375 Saxonburg Boulevard
Saxonburg, PA 16056
Ladies and Gentlemen:
As Chief Legal and Compliance Officer & Corporate Secretary for Coherent Corp. (the “Company”), I have acted as counsel in connection with the preparation and filing of the registration statement on Form S-8 (the “Registration Statement”) that is being filed by the Company with the Securities and Exchange Commission (the “Commission”) for the registration under the Securities Act of 1933, as amended, (the “Act”), of the offer and sale of an aggregate of 1,882,232 shares of the Company’s common stock, no par value (collectively, “Shares”), that may be issued upon (i) the vesting and settlement of performance stock units, in accordance with the terms of the Performance Stock Unit Inducement Award Agreement (the “PSU Agreement”) by and between the Company and James R. Anderson and (ii) the vesting of restricted stock units, in accordance with the terms of the Restricted Stock Unit Inducement Award Agreement (the “RSU Agreement”), by and between the Company and Mr.

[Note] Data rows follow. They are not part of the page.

//! Engine configuration with serde defaults.
//!
//! Every field has a default so a bare `[engine]` / `[job_executor]` TOML
//! table (or none at all) yields a working configuration.

use serde::{Deserialize, Serialize};

// ---------------------------------------------------------------------------
// EngineConfig
// ---------------------------------------------------------------------------

/// Top-level engine configuration.
#[derive(Debug, Clone, Serialize, Deserialize)]
pub struct EngineConfig {
    /// How many times the command pipeline re-runs a unit of work after a
    /// concurrent-update conflict before surfacing the error.
    #[serde(default = "default_command_retries")]
    pub command_retries: u32,

    /// Job executor tuning.
    #[serde(default)]
    pub job_executor: JobExecutorConfig,
}

impl Default for EngineConfig {
    fn default() -> Self {
        Self {
            command_retries: default_command_retries(),
            job_executor: JobExecutorConfig::default(),
        }
    }
}

fn default_command_retries() -> u32 {
    3
}

// ---------------------------------------------------------------------------
// JobExecutorConfig
// ---------------------------------------------------------------------------

/// Tuning for one job executor instance.
#[derive(Debug, Clone, Serialize, Deserialize)]
pub struct JobExecutorConfig {
    /// Acquisition poll interval in seconds.
    #[serde(default = "default_poll_interval_secs")]
    pub poll_interval_secs: u64,
    /// Maximum jobs fetched per acquisition cycle.
    #[serde(default = "default_batch_size")]
    pub batch_size: usize,
    /// Bounded worker pool size.
    #[serde(default = "default_worker_pool_size")]
    pub worker_pool_size: usize,
    /// Claim lease duration in seconds. Crashed workers' claims become
    /// acquirable again once the lease expires.
    #[serde(default = "default_lock_lease_secs")]
    pub lock_lease_secs: u64,
    /// Retries granted to newly created jobs.
    #[serde(default = "default_job_retries")]
    pub default_retries: u32,
    /// Base of the exponential retry backoff, in seconds.
    #[serde(default = "default_backoff_base_secs")]
    pub backoff_base_secs: u64,
    /// Backoff ceiling in seconds.
    #[serde(default = "default_backoff_max_secs")]
    pub backoff_max_secs: u64,
    /// How long shutdown waits for in-flight workers to drain.
    #[serde(default = "default_shutdown_grace_secs")]
    pub shutdown_grace_secs: u64,
}

impl Default for JobExecutorConfig {
    fn default() -> Self {
        Self {
            poll_interval_secs: default_poll_interval_secs(),
            batch_size: default_batch_size(),
            worker_pool_size: default_worker_pool_size(),
            lock_lease_secs: default_lock_lease_secs(),
            default_retries: default_job_retries(),
            backoff_base_secs: default_backoff_base_secs(),
            backoff_max_secs: default_backoff_max_secs(),
            shutdown_grace_secs: default_shutdown_grace_secs(),
        }
    }
}

fn default_poll_interval_secs() -> u64 {
    5
}

fn default_batch_size() -> usize {
    10
}

fn default_worker_pool_size() -> usize {
    4
}

fn default_lock_lease_secs() -> u64 {
    300
}

fn default_job_retries() -> u32 {
    3
}

fn default_backoff_base_secs() -> u64 {
    10
}

fn default_backoff_max_secs() -> u64 {
    3600
}

fn default_shutdown_grace_secs() -> u64 {
    30
}

// ---------------------------------------------------------------------------
// Tests
// ---------------------------------------------------------------------------
//! Per-kind job handlers.
//!
//! A handler runs inside the claimed-job unit of work: everything it does
//! through the context commits together with the job's consumption (or
//! deferral), or not at all. The built-in handlers bridge back into the
//! interpreter; the registry stays open so embedders can add job kinds of
//! their own behind a custom storage schema.

use std::collections::HashMap;
use std::sync::Arc;

use futures_util::future::BoxFuture;

use windlass_types::entity::{JobEntity, JobKind};

use crate::command::context::CommandContext;
use crate::error::EngineError;
use crate::interpreter::ops;
use crate::job::JobOutcome;
use crate::storage::StorageBackend;

/// Executes one claimed job inside its unit of work.
///
/// Returning [`JobOutcome::Deferred`] keeps the job row alive with its
/// retry budget untouched; an `Err` counts against the budget.
pub trait JobHandler<S: StorageBackend>: Send + Sync {
    fn execute<'a>(
        &'a self,
        job: &'a JobEntity,
        ctx: &'a mut CommandContext<S>,
    ) -> BoxFuture<'a, Result<JobOutcome, EngineError>>;
}

/// JobKind -> handler table.
pub struct JobHandlerRegistry<S: StorageBackend> {
    handlers: HashMap<JobKind, Arc<dyn JobHandler<S>>>,
}

impl<S: StorageBackend> Default for JobHandlerRegistry<S> {
    fn default() -> Self {
        Self {
            handlers: HashMap::new(),
        }
    }
}

impl<S: StorageBackend> JobHandlerRegistry<S> {
    pub fn new() -> Self {
        Self::default()
    }

    /// Registry with the built-in timer and async-continuation handlers.
    pub fn with_builtins() -> Self {
        let mut registry = Self::new();
        registry.register(JobKind::Timer, Arc::new(TimerFiredHandler));
        registry.register(JobKind::AsyncContinuation, Arc::new(ContinuationHandler));
        registry
    }

    pub fn register(&mut self, kind: JobKind, handler: Arc<dyn JobHandler<S>>) {
        self.handlers.insert(kind, handler);
    }

    pub fn resolve(&self, kind: JobKind) -> Result<Arc<dyn JobHandler<S>>, EngineError> {
        self.handlers
            .get(&kind)
            .cloned()
            .ok_or_else(|| EngineError::UnknownHandler(kind.to_string()))
    }
}

/// The event activity a job was persisted against, read from its payload.
fn payload_activity(job: &JobEntity) -> Result<&str, EngineError> {
    job.payload
        .get("activity_id")
        .and_then(|v| v.as_str())
        .ok_or_else(|| {
            EngineError::IllegalState(format!("job {} payload has no activity_id", job.id))
        })
}

/// Fires a due timer: the parked execution leaves its timer event activity.
pub struct TimerFiredHandler;

impl<S: StorageBackend> JobHandler<S> for TimerFiredHandler {
    fn execute<'a>(
        &'a self,
        job: &'a JobEntity,
        ctx: &'a mut CommandContext<S>,
    ) -> BoxFuture<'a, Result<JobOutcome, EngineError>> {
        Box::pin(async move {
            let activity = payload_activity(job)?;
            ops::fire_timer(ctx, job.execution_id, activity).await
        })
    }
}

/// Runs an asynchronously-parked task on the worker and moves the execution
/// on.
pub struct ContinuationHandler;

impl<S: StorageBackend> JobHandler<S> for ContinuationHandler {
    fn execute<'a>(
        &'a self,
        job: &'a JobEntity,
        ctx: &'a mut CommandContext<S>,
    ) -> BoxFuture<'a, Result<JobOutcome, EngineError>> {
        Box::pin(async move {
            let activity = payload_activity(job)?;
            ops::resume_async_task(ctx, job.execution_id, activity).await
        })
    }
}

Anderson (collectively, the “Inducement Awards”).
For purposes of rendering this opinion, I have examined or have had others under my direction examine copies of the following documents: (i) the PSU Agreement and the RSU Agreement; (ii) the Company’s Amended and Restated Articles of Incorporation; (iv) the Articles of Amendment to the Company’s Amended and Restated Articles of Incorporation; (v) the Company’s Amended and Restated Bylaws, as amended and restated effective September 8, 2022; (v) corporate actions of the Company with respect to the Inducement Awards, the Registration Statement and the Shares; and (vi) agreements and other documents as I have deemed necessary or appropriate as a basis for the opinion expressed below. In rendering the opinion set forth below, I have assumed the authenticity of all documents submitted to me as originals, the genuineness of all signatures and the conformity to authentic originals of all documents submitted to me as copies. I have also assumed the legal capacity for all purposes relevant hereto of all natural persons.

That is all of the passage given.